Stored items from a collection
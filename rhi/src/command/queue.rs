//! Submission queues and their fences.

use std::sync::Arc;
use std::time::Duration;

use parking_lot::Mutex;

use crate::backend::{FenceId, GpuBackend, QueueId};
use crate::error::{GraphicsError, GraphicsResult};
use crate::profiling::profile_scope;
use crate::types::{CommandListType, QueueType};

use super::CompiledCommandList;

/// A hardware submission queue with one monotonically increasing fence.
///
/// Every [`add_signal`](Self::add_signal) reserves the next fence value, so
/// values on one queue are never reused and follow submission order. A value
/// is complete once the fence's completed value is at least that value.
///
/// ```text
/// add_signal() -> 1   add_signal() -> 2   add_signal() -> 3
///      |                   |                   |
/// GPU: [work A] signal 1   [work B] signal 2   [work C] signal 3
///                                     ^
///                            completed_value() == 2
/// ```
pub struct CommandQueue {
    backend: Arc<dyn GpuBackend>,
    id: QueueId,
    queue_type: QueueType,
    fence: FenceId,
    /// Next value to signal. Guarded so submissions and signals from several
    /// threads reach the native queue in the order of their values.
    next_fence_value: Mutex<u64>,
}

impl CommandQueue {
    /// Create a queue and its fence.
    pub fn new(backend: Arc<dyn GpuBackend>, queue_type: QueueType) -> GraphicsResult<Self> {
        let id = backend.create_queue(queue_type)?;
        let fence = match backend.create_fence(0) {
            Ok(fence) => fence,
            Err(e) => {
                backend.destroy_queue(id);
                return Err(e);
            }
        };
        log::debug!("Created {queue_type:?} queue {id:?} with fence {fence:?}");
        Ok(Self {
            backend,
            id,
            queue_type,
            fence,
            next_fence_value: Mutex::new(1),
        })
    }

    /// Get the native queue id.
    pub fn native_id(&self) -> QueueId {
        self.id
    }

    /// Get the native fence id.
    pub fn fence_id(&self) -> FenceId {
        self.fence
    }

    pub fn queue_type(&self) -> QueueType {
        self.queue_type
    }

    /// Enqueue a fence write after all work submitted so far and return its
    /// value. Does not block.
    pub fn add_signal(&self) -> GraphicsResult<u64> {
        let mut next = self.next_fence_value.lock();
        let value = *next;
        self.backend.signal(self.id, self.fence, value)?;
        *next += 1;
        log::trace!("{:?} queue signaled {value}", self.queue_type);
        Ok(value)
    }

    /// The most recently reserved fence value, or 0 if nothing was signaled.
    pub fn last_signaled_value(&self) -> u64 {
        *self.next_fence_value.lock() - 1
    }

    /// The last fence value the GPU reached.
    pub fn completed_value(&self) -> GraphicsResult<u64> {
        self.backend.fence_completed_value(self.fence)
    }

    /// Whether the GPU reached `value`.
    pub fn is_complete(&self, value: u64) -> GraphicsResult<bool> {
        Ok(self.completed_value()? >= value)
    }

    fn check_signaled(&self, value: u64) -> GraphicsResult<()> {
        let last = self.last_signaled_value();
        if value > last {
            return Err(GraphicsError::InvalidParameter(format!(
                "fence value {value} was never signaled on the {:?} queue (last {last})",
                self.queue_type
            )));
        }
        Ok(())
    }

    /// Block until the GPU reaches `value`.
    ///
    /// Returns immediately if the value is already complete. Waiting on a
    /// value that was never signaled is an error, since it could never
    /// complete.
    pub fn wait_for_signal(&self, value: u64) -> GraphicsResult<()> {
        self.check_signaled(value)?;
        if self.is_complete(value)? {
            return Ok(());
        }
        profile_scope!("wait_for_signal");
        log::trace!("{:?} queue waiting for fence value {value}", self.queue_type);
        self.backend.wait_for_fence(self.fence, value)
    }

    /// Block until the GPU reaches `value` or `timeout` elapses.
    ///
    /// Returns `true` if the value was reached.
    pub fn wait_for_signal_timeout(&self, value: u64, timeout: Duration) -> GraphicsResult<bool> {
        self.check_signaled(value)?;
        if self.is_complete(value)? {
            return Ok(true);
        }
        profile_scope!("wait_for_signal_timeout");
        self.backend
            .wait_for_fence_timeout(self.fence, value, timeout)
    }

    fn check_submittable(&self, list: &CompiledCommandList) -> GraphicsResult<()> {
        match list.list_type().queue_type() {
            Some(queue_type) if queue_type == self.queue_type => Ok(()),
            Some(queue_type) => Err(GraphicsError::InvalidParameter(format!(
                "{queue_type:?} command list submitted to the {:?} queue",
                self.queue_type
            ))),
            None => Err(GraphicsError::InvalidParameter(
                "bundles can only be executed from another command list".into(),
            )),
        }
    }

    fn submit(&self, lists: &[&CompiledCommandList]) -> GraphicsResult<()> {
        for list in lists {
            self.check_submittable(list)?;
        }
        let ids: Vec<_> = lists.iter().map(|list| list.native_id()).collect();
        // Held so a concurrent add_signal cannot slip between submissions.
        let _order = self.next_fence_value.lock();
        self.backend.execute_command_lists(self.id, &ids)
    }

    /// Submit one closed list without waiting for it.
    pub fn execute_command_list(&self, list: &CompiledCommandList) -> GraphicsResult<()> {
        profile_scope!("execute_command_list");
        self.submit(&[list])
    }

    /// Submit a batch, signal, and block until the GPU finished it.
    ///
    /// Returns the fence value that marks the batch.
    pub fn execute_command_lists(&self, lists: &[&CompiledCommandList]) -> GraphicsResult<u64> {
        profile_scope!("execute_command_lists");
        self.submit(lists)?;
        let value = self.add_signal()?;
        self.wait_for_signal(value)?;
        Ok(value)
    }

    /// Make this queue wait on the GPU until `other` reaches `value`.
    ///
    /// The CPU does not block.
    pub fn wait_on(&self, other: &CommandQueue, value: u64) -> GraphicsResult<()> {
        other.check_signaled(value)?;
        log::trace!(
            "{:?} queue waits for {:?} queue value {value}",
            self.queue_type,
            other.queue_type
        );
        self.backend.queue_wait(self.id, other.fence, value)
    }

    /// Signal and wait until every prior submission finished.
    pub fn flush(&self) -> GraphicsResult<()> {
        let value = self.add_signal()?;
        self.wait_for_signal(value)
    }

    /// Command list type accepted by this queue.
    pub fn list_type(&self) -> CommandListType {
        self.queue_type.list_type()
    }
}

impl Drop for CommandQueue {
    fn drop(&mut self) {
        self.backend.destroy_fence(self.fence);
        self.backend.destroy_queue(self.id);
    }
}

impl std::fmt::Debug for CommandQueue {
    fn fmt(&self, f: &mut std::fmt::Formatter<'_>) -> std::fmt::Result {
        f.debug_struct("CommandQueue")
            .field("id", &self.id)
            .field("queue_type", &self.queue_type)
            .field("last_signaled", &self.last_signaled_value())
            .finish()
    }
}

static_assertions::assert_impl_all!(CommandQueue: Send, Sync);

--

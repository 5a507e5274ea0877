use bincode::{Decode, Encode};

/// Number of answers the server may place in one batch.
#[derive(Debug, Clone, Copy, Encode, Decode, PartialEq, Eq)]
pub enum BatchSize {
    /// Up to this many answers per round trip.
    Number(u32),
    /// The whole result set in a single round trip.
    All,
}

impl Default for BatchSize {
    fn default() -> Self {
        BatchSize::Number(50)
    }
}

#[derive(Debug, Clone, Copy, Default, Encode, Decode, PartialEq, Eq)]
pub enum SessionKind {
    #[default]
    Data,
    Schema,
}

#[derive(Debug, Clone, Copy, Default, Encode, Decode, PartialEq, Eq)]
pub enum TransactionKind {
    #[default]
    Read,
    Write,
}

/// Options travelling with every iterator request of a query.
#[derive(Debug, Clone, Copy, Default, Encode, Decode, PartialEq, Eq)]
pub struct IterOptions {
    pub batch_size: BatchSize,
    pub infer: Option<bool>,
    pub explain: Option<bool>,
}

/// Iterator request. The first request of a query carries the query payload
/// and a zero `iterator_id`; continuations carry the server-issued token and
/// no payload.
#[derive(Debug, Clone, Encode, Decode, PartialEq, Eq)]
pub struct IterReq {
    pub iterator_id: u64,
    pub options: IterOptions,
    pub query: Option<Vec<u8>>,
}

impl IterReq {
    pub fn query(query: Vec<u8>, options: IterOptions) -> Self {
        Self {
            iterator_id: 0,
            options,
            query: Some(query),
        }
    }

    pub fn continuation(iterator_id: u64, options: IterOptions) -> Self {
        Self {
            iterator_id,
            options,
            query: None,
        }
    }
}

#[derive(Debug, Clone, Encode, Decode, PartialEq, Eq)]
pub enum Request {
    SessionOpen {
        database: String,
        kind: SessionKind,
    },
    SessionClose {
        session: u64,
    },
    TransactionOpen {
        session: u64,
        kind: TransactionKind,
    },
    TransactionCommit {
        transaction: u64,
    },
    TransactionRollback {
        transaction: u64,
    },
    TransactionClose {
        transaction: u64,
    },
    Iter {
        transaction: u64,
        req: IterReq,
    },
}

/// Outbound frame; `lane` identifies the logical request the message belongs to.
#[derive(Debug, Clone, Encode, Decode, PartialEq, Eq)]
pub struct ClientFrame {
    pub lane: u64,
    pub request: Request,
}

> **Aim of the task**:
Set down only the lines above that fall between the line holding "queue waiting for" and the line holding "value was reached.", inclusive, keeping each exact.

> **Response to the task**:
        log::trace!("{:?} queue waiting for fence value {value}", self.queue_type);
        self.backend.wait_for_fence(self.fence, value)
    }

    /// Block until the GPU reaches `value` or `timeout` elapses.
    ///
    /// Returns `true` if the value was reached.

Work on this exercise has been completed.